While they wait, they lecture to one another about life, women and pre-civil rights movement ideas. Wilson has an obvious love for soliloquies, and most are handled well, though a few lull the listener's mind into a haze. Rehearsal is often broken up with arguments, with an indignant Levee frequently pitted against the rest of the band over musical arrangements and race.
Levee's rowdy role is energetic, often petulant, and a bit unbalanced. In it, Reilly-Pugh is heartbreaking, showing real musical talent and charisma. The actor shines when Levee slides into desperate rage, stopping the show on a heart-stomping dime.
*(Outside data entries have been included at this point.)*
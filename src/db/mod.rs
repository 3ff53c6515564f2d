mod client;
mod models;

pub use client::Database;
pub use models::{DbCard, DbImage, ImageSource};
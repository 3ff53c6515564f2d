// # FIFO Lock
//
// Async mutual exclusion with strict arrival-order hand-off. Unlike a guard-based
// mutex, the lock carries no ownership token: whoever acquired it must call
// `release()` exactly once. Releasing a free lock is reported as an error.

use std::collections::VecDeque;
use std::sync::Mutex;
use thiserror::Error;
use tokio::sync::oneshot;
use tracing::{trace, warn};

#[derive(Error, Debug, Clone, PartialEq, Eq)]
pub enum LockError {
    #[error("release() called while the lock is not held")]
    NotHeld,
}

#[derive(Default)]
struct LockState {
    held: bool,
    waiters: VecDeque<oneshot::Sender<()>>,
}

/// Binary async lock granting waiters strictly in the order they called `acquire()`.
#[derive(Default)]
pub struct FifoLock {
    state: Mutex<LockState>,
}

impl FifoLock {
    pub fn new() -> Self {
        Self::default()
    }

    /// Wait until the lock is granted to this caller.
    ///
    /// Resolves immediately when the lock is free. Otherwise the caller joins the back
    /// of the queue and is woken by the `release()` that hands the lock over.
    /// Dropping the returned future before it resolves gives up the place in the
    /// queue; if the grant already arrived it is passed on to the next waiter.
    pub async fn acquire(&self) {
        let rx = {
            let mut state = self.lock_state();
            if !state.held {
                state.held = true;
                trace!("FifoLock: granted immediately");
                return;
            }
            let (tx, rx) = oneshot::channel();
            state.waiters.push_back(tx);
            trace!("FifoLock: queued behind {} waiter(s)", state.waiters.len() - 1);
            rx
        };

        let mut pending = PendingGrant {
            lock: self,
            rx: Some(rx),
        };
        pending.wait().await;
    }

    /// Hand the lock to the next queued waiter, or mark it free if nobody is waiting.
    pub fn release(&self) -> Result<(), LockError> {
        let mut state = self.lock_state();
        if !state.held {
            warn!("FifoLock: release() without a matching acquire()");
            return Err(LockError::NotHeld);
        }

        while let Some(next) = state.waiters.pop_front() {
            // A failed send means that waiter gave up; skip to the one behind it
            if next.send(()).is_ok() {
                trace!("FifoLock: handed over, {} still queued", state.waiters.len());
                return Ok(());
            }
        }

        state.held = false;
        Ok(())
    }

    /// Whether some caller currently holds the lock.
    pub fn is_held(&self) -> bool {
        self.lock_state().held
    }

    /// Number of callers waiting for the lock.
    pub fn queue_len(&self) -> usize {
        self.lock_state().waiters.len()
    }

    fn lock_state(&self) -> std::sync::MutexGuard<'_, LockState> {
        self.state.lock().unwrap_or_else(|poisoned| poisoned.into_inner())
    }
}

/// A queued acquire. Passes an unobserved grant on if dropped.
struct PendingGrant<'a> {
    lock: &'a FifoLock,
    rx: Option<oneshot::Receiver<()>>,
}

impl PendingGrant<'_> {
    async fn wait(&mut self) {
        if let Some(rx) = self.rx.as_mut() {
            // The sender only disappears together with the lock itself
            let _ = rx.await;
        }
        self.rx = None;
    }
}

impl Drop for PendingGrant<'_> {
    fn drop(&mut self) {
        if let Some(mut rx) = self.rx.take() {
            rx.close();
            if rx.try_recv().is_ok() {
                let _ = self.lock.release();
            }
        }
    }
}

#[cfg(test)]
mod tests {
    use super::*;
    use std::sync::Arc;
    use std::time::Duration;

    #[tokio::test]
    async fn test_acquire_free_lock_is_immediate() {
        let lock = FifoLock::new();
        lock.acquire().await;
        assert!(lock.is_held());
        lock.release().unwrap();
        assert!(!lock.is_held());
    }

    #[test]
    fn test_release_without_acquire_is_an_error() {
        let lock = FifoLock::new();
        assert_eq!(lock.release(), Err(LockError::NotHeld));
    }

    #[tokio::test]
    async fn test_waiters_granted_in_call_order() {
        let lock = Arc::new(FifoLock::new());
        let order = Arc::new(Mutex::new(Vec::new()));
        let holders = Arc::new(std::sync::atomic::AtomicUsize::new(0));

        lock.acquire().await;

        let mut tasks = Vec::new();
        for i in 0..8 {
            let task_lock = lock.clone();
            let order = order.clone();
            let holders = holders.clone();
            tasks.push(tokio::spawn(async move {
                task_lock.acquire().await;
                let now = holders.fetch_add(1, std::sync::atomic::Ordering::SeqCst);
                assert_eq!(now, 0, "more than one holder at a time");
                order.lock().unwrap().push(i);
                tokio::task::yield_now().await;
                holders.fetch_sub(1, std::sync::atomic::Ordering::SeqCst);
                task_lock.release().unwrap();
            }));
            // Make sure task i is queued before task i + 1 is spawned
            while lock.queue_len() < i + 1 {
                tokio::task::yield_now().await;
            }
        }

        lock.release().unwrap();
        for task in tasks {
            task.await.unwrap();
        }

        assert_eq!(*order.lock().unwrap(), (0..8).collect::<Vec<_>>());
        assert!(!lock.is_held());
    }

    #[tokio::test]
    async fn test_dropped_waiter_is_skipped() {
        let lock = Arc::new(FifoLock::new());
        lock.acquire().await;

        let abandoned = {
            let lock = lock.clone();
            tokio::spawn(async move { lock.acquire().await })
        };
        while lock.queue_len() < 1 {
            tokio::task::yield_now().await;
        }

        let survivor = {
            let lock = lock.clone();
            tokio::spawn(async move {
                lock.acquire().await;
                lock.release().unwrap();
            })
        };
        while lock.queue_len() < 2 {
            tokio::task::yield_now().await;
        }

        abandoned.abort();
        let _ = abandoned.await;

        lock.release().unwrap();
        tokio::time::timeout(Duration::from_secs(1), survivor)
            .await
            .expect("survivor should be granted")
            .unwrap();
        assert!(!lock.is_held());
    }
}
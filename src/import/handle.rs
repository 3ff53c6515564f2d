// # Import Handle
//
// What a caller gets back from starting an import: the run's generation, a way to
// cancel it, and its eventual outcome.

use crate::import::resolver::Unresolved;
use crate::library::{NewCard, StoreError};
use crate::lock::LockError;
use std::fmt;
use std::sync::atomic::{AtomicU64, Ordering};
use std::sync::Arc;
use thiserror::Error;
use tokio::task::JoinHandle;
use tokio_util::sync::CancellationToken;
use tracing::error;

/// Monotonic import run number
#[derive(Debug, Clone, Copy, PartialEq, Eq, PartialOrd, Ord, Hash)]
pub struct Generation(pub u64);

impl Generation {
    pub fn value(&self) -> u64 {
        self.0
    }
}

impl fmt::Display for Generation {
    fn fmt(&self, f: &mut fmt::Formatter<'_>) -> fmt::Result {
        write!(f, "#{}", self.0)
    }
}

#[derive(Error, Debug)]
pub enum ImportError {
    #[error("None of the {requested} cards could be found")]
    NothingResolved { requested: usize },
    #[error("Failed to save cards: {0}")]
    Persistence(#[from] StoreError),
    #[error("Import lock error: {0}")]
    Lock(#[from] LockError),
    #[error("Unexpected import error: {0}")]
    Unknown(String),
}

/// What a completed run did
#[derive(Debug, Clone, PartialEq)]
pub struct ImportSummary {
    pub generation: Generation,
    /// Distinct intents after de-duplication
    pub requested: usize,
    /// Cards committed, in intent order
    pub committed: Vec<NewCard>,
    pub failed: Vec<Unresolved>,
}

impl ImportSummary {
    pub fn imported(&self) -> usize {
        self.committed.len()
    }

    pub fn is_partial(&self) -> bool {
        !self.failed.is_empty()
    }
}

#[derive(Debug)]
pub enum ImportOutcome {
    Completed(ImportSummary),
    /// Cancelled by the caller or superseded by a newer run
    Cancelled,
    Failed(ImportError),
    /// Nothing to import; no run was started
    NoValidCards,
}

impl ImportOutcome {
    pub fn is_completed(&self) -> bool {
        matches!(self, ImportOutcome::Completed(_))
    }

    pub fn is_cancelled(&self) -> bool {
        matches!(self, ImportOutcome::Cancelled)
    }

    pub fn summary(&self) -> Option<&ImportSummary> {
        match self {
            ImportOutcome::Completed(summary) => Some(summary),
            _ => None,
        }
    }
}

pub type OnComplete = Box<dyn FnOnce(&ImportSummary) + Send + 'static>;

/// Per-call options for `ImportOrchestrator::process`
#[derive(Default)]
pub struct ProcessOptions {
    /// Suppress user notifications; used by follow-up runs
    pub silent: bool,
    /// External cancellation signal
    pub signal: Option<CancellationToken>,
    pub(crate) on_complete: Option<OnComplete>,
}

impl ProcessOptions {
    pub fn silent() -> Self {
        ProcessOptions {
            silent: true,
            ..Default::default()
        }
    }

    pub fn with_signal(mut self, signal: CancellationToken) -> Self {
        self.signal = Some(signal);
        self
    }

    /// Called once, after the run's cards are committed
    pub fn on_complete(mut self, callback: impl FnOnce(&ImportSummary) + Send + 'static) -> Self {
        self.on_complete = Some(Box::new(callback));
        self
    }
}

enum PendingOutcome {
    Ready(ImportOutcome),
    Running(JoinHandle<ImportOutcome>),
}

/// Handle to one started import run
pub struct ImportRun {
    generation: Generation,
    cancel: CancellationToken,
    current: Arc<AtomicU64>,
    outcome: PendingOutcome,
}

impl ImportRun {
    pub(crate) fn running(
        generation: Generation,
        cancel: CancellationToken,
        current: Arc<AtomicU64>,
        task: JoinHandle<ImportOutcome>,
    ) -> Self {
        ImportRun {
            generation,
            cancel,
            current,
            outcome: PendingOutcome::Running(task),
        }
    }

    pub(crate) fn finished(
        generation: Generation,
        current: Arc<AtomicU64>,
        outcome: ImportOutcome,
    ) -> Self {
        ImportRun {
            generation,
            cancel: CancellationToken::new(),
            current,
            outcome: PendingOutcome::Ready(outcome),
        }
    }

    pub fn generation(&self) -> Generation {
        self.generation
    }

    /// Ask the run to stop; it settles as `Cancelled` unless it already committed
    pub fn cancel(&self) {
        self.cancel.cancel();
    }

    /// Whether no newer run has started since this one
    pub fn is_current(&self) -> bool {
        self.current.load(Ordering::SeqCst) == self.generation.0
    }

    /// Wait for the run to settle. Dropping the handle instead leaves the run going.
    pub async fn outcome(self) -> ImportOutcome {
        match self.outcome {
            PendingOutcome::Ready(outcome) => outcome,
            PendingOutcome::Running(task) => match task.await {
                Ok(outcome) => outcome,
                Err(e) => {
                    error!("Import run {} did not finish: {}", self.generation, e);
                    ImportOutcome::Failed(ImportError::Unknown(e.to_string()))
                }
            },
        }
    }
}
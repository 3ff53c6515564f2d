use serde::{Deserialize, Serialize};

/// Image links of one card face
#[derive(Debug, Clone, Default, Serialize, Deserialize, PartialEq)]
pub struct ImageUris {
    pub png: Option<String>,
    pub large: Option<String>,
    pub normal: Option<String>,
}

impl ImageUris {
    /// Best available print-quality image
    pub fn best(&self) -> Option<&str> {
        self.png
            .as_deref()
            .or(self.large.as_deref())
            .or(self.normal.as_deref())
    }
}

#[derive(Debug, Clone, Serialize, Deserialize, PartialEq)]
pub struct CardFace {
    pub name: String,
    #[serde(default)]
    pub image_uris: Option<ImageUris>,
}

/// Entry of a card's `all_parts` list (tokens, meld pieces, combo pieces)
#[derive(Debug, Clone, Serialize, Deserialize, PartialEq)]
pub struct RelatedCard {
    pub id: String,
    pub component: String,
    pub name: String,
    #[serde(default)]
    pub type_line: Option<String>,
}

/// A card object from the catalog
#[derive(Debug, Clone, Serialize, Deserialize, PartialEq)]
pub struct ScryfallCard {
    pub id: String,
    pub name: String,
    pub set: String,
    pub collector_number: String,
    #[serde(default)]
    pub layout: Option<String>,
    #[serde(default)]
    pub type_line: Option<String>,
    #[serde(default)]
    pub image_uris: Option<ImageUris>,
    #[serde(default)]
    pub card_faces: Option<Vec<CardFace>>,
    #[serde(default)]
    pub all_parts: Option<Vec<RelatedCard>>,
}

impl ScryfallCard {
    /// Front image; double-faced cards keep their images on the faces
    pub fn front_image_url(&self) -> Option<String> {
        if let Some(url) = self.image_uris.as_ref().and_then(ImageUris::best) {
            return Some(url.to_string());
        }
        self.face_image(0)
    }

    /// Back image of a double-faced card
    pub fn back_image_url(&self) -> Option<String> {
        if self.image_uris.is_some() {
            return None;
        }
        self.face_image(1)
    }

    fn face_image(&self, index: usize) -> Option<String> {
        self.card_faces
            .as_ref()?
            .get(index)?
            .image_uris
            .as_ref()?
            .best()
            .map(str::to_string)
    }

    pub fn is_token(&self) -> bool {
        self.layout.as_deref().is_some_and(|layout| layout.contains("token"))
            || self
                .type_line
                .as_deref()
                .is_some_and(|type_line| type_line.contains("Token"))
    }

    /// Tokens this card creates
    pub fn token_parts(&self) -> Vec<RelatedCard> {
        self.all_parts
            .iter()
            .flatten()
            .filter(|part| part.component == "token" && part.id != self.id)
            .cloned()
            .collect()
    }

    /// Whether `name` refers to this card, including either face of a split or
    /// double-faced card
    pub fn answers_to(&self, name: &str) -> bool {
        let name = name.trim();
        self.name.eq_ignore_ascii_case(name)
            || self
                .name
                .split(" // ")
                .any(|face| face.eq_ignore_ascii_case(name))
    }
}

/// One entry of a collection lookup request
#[derive(Debug, Clone, Serialize, Deserialize, PartialEq, Eq, Hash)]
#[serde(untagged)]
pub enum CardIdentifier {
    Id {
        id: String,
    },
    SetNumber {
        set: String,
        collector_number: String,
    },
    NameSet {
        name: String,
        set: String,
    },
    Name {
        name: String,
    },
}

impl CardIdentifier {
    /// Whether a returned card answers this identifier
    pub fn matches(&self, card: &ScryfallCard) -> bool {
        match self {
            CardIdentifier::Id { id } => card.id == *id,
            CardIdentifier::SetNumber {
                set,
                collector_number,
            } => card.set.eq_ignore_ascii_case(set) && card.collector_number == *collector_number,
            CardIdentifier::NameSet { name, set } => {
                card.set.eq_ignore_ascii_case(set) && card.answers_to(name)
            }
            CardIdentifier::Name { name } => card.answers_to(name),
        }
    }

    /// Stable text form used in coalescing keys
    pub fn cache_key(&self) -> String {
        match self {
            CardIdentifier::Id { id } => format!("id={}", id),
            CardIdentifier::SetNumber {
                set,
                collector_number,
            } => format!("set={}#{}", set, collector_number),
            CardIdentifier::NameSet { name, set } => {
                format!("name={}@{}", name.to_lowercase(), set)
            }
            CardIdentifier::Name { name } => format!("name={}", name.to_lowercase()),
        }
    }
}

/// Result of a collection lookup
#[derive(Debug, Clone, Default, PartialEq)]
pub struct CollectionResult {
    pub found: Vec<ScryfallCard>,
    pub not_found: Vec<CardIdentifier>,
}

/// One page of a paginated search
#[derive(Debug, Clone, Default, PartialEq)]
pub struct PrintsPage {
    pub cards: Vec<ScryfallCard>,
    pub has_more: bool,
}
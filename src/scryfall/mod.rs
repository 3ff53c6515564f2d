mod client;
pub mod models;

pub use client::ScryfallClient;
pub use models::{CardIdentifier, CollectionResult, PrintsPage, RelatedCard, ScryfallCard};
Finally, Ma makes her appearance, dragging along her sweet, stuttering nephew (Shawn Leflore) and vampy girlfriend (Melissa Taylor). In life, Ma was a larger-than-life woman (in both personality and physicality), and for the most part, Burl relays that well. Ma controls what she can, where she can -- the studio -- harboring no delusions that her stardom carries far in the white world.
The show suffered a bit from first-night stutters, tripping up what should have been quick, quick dialogue. The ending's action sequence still managed to make the audience gasp. Overall, what starts as a light, jocular play showcasing fine blues turns raw with violence. It's not an easy shift to make, but the actors handle it deftly.
-- Kara Luger
TheatreWorks presents Ma Rainey's Black Bottom
The Dusty Loo Bon Vivant Theater, UCCS campus, 3955 Cragwood Drive
Through Dec. 12
Thursday-Saturday, 7:30 p.m.; Saturday matinee, 2 p.m.; Sunday matinee, 4 p.m.